▶ **Given records**:
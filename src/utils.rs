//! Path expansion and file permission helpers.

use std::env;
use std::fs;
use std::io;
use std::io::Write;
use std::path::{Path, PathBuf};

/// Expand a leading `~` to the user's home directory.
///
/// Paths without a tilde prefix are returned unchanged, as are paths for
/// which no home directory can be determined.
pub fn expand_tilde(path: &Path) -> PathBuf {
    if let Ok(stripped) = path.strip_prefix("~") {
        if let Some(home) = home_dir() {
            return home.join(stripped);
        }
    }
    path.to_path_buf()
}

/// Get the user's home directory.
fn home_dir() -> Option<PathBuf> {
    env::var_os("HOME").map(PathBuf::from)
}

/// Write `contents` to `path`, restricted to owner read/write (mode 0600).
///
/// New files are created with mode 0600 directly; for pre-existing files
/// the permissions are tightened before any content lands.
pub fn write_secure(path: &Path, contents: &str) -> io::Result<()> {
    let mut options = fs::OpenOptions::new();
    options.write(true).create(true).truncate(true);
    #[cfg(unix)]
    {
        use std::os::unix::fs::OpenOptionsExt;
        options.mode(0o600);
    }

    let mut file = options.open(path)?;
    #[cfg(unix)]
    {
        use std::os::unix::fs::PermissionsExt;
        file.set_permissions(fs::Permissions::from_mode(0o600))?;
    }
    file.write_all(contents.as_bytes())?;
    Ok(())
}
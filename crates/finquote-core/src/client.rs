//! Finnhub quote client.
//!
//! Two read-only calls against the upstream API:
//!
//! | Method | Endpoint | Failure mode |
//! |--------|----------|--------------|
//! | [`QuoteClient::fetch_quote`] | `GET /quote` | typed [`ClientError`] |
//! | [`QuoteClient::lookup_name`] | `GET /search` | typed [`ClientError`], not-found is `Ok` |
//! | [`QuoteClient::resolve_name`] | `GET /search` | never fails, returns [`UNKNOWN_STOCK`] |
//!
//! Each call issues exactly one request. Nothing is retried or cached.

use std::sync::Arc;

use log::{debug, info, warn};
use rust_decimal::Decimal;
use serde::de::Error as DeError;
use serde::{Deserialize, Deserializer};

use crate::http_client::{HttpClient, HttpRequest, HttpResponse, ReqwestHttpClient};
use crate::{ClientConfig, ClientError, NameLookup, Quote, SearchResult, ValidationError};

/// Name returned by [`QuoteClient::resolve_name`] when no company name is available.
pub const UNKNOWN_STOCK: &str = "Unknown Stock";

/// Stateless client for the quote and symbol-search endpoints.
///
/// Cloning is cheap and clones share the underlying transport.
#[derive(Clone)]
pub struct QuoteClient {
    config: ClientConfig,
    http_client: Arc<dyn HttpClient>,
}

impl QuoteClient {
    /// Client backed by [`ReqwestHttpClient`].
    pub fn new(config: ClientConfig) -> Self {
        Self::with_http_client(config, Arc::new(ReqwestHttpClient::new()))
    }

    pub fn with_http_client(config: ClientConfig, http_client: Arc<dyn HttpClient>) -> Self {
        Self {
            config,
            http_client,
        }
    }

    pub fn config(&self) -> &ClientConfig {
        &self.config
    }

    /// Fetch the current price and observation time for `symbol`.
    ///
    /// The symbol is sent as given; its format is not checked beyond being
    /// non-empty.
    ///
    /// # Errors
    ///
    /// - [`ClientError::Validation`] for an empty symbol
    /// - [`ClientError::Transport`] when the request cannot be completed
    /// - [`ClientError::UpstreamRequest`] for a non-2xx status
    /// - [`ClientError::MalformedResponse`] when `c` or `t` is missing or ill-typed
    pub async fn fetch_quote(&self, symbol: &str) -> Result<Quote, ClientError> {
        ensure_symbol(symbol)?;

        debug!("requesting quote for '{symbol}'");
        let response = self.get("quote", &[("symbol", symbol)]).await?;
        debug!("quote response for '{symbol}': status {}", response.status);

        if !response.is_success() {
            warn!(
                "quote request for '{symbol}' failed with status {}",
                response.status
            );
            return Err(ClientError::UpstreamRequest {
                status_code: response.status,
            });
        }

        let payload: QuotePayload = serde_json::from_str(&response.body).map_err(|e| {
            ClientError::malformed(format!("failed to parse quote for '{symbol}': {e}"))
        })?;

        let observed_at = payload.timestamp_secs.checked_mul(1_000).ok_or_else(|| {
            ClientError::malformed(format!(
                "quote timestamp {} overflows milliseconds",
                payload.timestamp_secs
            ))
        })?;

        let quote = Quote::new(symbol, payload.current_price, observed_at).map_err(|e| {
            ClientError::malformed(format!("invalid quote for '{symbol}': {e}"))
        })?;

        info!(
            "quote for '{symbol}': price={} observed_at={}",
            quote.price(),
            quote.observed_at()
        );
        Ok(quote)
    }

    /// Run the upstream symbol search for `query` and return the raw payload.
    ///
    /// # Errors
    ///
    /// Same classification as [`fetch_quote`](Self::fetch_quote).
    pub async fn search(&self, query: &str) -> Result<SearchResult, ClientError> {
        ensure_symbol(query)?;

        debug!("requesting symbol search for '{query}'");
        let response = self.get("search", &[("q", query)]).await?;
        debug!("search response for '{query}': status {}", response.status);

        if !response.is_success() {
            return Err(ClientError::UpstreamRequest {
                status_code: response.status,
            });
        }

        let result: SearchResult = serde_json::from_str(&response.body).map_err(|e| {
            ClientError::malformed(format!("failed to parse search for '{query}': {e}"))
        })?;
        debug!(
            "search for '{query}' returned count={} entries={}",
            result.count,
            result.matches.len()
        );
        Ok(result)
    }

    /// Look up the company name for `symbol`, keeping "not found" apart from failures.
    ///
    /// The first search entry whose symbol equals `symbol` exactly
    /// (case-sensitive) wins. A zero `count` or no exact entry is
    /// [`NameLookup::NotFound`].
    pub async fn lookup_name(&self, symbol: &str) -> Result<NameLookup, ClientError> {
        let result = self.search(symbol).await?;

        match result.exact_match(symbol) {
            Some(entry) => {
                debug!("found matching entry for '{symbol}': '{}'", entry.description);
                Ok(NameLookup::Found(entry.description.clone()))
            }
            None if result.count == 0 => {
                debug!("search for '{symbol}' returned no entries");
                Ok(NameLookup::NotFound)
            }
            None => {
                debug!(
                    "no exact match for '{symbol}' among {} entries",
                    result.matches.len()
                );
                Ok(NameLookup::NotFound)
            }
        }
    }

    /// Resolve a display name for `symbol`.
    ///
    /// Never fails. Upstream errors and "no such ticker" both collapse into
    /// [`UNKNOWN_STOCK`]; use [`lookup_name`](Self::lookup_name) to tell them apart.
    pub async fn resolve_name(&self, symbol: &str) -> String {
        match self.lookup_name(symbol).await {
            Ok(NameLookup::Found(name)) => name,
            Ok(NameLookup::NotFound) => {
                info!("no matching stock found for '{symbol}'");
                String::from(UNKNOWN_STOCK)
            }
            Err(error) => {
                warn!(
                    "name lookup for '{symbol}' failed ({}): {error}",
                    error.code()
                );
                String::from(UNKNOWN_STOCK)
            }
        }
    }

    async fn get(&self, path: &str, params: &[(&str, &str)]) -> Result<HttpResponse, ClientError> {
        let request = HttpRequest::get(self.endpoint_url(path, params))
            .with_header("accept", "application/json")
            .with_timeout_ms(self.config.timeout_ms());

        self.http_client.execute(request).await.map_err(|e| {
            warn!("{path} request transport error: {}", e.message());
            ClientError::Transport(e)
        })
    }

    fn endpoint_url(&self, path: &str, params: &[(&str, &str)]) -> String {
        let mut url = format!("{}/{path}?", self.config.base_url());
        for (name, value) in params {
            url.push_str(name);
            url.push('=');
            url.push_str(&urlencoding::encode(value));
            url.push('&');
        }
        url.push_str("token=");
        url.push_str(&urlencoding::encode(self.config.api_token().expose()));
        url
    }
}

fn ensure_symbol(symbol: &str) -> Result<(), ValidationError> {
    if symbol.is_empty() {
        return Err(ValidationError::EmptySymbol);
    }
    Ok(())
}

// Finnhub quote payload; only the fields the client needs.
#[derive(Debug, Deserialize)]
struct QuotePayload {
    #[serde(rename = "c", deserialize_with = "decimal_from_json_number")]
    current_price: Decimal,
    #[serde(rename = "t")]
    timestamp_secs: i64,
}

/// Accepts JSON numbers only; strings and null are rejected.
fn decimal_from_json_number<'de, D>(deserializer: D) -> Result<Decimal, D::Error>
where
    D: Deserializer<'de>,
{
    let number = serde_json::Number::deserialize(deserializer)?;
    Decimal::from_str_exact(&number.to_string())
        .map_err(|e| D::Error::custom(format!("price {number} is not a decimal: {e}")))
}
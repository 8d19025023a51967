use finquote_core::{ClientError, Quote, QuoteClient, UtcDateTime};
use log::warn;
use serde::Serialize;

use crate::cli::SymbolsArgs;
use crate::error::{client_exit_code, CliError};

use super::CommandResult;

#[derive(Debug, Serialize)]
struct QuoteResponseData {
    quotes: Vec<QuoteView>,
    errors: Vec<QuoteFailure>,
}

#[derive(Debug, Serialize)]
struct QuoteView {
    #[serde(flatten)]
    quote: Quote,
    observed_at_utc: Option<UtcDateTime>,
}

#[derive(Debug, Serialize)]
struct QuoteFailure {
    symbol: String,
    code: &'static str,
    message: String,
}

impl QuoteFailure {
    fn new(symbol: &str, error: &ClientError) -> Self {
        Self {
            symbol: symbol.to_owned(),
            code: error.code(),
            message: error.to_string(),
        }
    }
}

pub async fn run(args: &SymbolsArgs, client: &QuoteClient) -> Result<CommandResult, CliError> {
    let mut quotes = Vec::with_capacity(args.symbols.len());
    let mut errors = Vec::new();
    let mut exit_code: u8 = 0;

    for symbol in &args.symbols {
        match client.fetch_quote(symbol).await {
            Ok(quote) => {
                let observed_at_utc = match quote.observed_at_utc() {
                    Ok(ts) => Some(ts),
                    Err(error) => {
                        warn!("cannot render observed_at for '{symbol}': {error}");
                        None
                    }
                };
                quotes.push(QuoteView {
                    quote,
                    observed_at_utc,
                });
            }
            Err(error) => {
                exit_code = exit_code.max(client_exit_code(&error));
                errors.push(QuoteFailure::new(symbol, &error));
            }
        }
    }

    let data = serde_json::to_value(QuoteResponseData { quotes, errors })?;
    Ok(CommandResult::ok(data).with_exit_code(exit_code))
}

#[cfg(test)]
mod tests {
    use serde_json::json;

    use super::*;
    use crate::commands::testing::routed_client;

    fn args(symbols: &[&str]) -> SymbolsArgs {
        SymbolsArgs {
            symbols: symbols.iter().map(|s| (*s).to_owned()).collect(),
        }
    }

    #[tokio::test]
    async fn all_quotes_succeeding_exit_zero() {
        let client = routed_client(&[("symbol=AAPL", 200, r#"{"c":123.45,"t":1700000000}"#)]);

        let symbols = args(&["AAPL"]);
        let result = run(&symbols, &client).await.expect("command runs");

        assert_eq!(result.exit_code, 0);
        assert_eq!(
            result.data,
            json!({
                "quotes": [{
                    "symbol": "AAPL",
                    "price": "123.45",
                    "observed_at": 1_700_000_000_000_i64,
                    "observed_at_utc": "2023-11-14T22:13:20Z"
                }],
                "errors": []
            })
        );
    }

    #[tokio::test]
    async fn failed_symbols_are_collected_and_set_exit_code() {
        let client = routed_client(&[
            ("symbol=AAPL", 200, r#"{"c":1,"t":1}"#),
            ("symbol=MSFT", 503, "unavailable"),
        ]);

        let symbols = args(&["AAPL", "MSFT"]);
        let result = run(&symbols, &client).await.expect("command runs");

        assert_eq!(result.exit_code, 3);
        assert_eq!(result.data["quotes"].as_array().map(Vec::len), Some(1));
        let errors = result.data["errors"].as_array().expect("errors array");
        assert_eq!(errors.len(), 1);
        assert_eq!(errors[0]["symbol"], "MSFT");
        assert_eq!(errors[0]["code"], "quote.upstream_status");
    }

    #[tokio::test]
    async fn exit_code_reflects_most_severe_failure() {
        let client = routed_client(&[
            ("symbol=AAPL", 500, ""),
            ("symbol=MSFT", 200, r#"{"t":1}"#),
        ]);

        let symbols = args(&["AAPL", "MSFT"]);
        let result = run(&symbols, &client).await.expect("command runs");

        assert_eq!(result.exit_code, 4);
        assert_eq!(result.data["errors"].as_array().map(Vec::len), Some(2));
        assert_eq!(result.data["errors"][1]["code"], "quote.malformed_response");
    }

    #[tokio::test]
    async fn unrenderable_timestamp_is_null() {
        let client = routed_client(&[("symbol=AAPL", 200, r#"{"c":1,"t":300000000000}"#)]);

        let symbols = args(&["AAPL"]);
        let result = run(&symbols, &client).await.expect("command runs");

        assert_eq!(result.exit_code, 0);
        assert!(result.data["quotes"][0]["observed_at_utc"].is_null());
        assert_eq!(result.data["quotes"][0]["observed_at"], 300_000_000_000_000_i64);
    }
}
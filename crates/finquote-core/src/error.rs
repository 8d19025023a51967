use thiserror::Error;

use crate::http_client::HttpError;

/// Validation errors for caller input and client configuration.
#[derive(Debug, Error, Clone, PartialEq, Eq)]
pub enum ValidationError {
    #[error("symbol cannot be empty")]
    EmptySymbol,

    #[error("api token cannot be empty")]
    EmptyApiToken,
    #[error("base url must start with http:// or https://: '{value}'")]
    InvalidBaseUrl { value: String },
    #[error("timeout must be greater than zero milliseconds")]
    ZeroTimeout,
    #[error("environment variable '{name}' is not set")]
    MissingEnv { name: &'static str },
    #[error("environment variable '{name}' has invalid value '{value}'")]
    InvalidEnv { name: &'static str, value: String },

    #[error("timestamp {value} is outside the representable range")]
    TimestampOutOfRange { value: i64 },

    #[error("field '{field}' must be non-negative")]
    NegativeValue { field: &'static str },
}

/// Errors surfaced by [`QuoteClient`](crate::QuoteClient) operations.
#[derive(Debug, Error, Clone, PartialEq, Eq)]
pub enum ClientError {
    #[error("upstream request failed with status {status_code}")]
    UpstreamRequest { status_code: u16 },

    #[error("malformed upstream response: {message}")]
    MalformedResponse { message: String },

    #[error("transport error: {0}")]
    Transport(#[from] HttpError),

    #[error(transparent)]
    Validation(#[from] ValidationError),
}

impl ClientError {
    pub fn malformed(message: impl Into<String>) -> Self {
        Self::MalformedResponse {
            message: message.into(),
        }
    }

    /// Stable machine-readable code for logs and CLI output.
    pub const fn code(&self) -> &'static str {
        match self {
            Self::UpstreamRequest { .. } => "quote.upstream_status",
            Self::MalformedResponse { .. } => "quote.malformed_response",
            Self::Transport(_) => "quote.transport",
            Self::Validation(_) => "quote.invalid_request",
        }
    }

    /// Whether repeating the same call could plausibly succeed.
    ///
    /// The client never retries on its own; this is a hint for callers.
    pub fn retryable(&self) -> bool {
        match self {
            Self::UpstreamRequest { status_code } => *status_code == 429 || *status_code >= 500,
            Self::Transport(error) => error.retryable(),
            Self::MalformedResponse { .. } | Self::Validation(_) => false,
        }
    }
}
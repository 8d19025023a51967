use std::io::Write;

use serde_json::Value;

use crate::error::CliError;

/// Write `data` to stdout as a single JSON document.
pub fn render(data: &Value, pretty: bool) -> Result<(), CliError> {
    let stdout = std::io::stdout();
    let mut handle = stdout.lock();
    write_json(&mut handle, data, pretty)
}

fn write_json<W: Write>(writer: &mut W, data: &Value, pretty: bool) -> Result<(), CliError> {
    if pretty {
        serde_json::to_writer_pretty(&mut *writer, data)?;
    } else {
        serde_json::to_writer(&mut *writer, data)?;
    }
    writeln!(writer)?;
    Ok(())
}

▶ **Task instructions**:
The lines to output run from the one containing "let mut handle = stdout.lock();" through the last line of the records above; repeat them exactly and nothing more.

▶ **Solution for this task**:
    let mut handle = stdout.lock();
    write_json(&mut handle, data, pretty)
}

fn write_json<W: Write>(writer: &mut W, data: &Value, pretty: bool) -> Result<(), CliError> {
    if pretty {
        serde_json::to_writer_pretty(&mut *writer, data)?;
    } else {
        serde_json::to_writer(&mut *writer, data)?;
    }
    writeln!(writer)?;
    Ok(())
}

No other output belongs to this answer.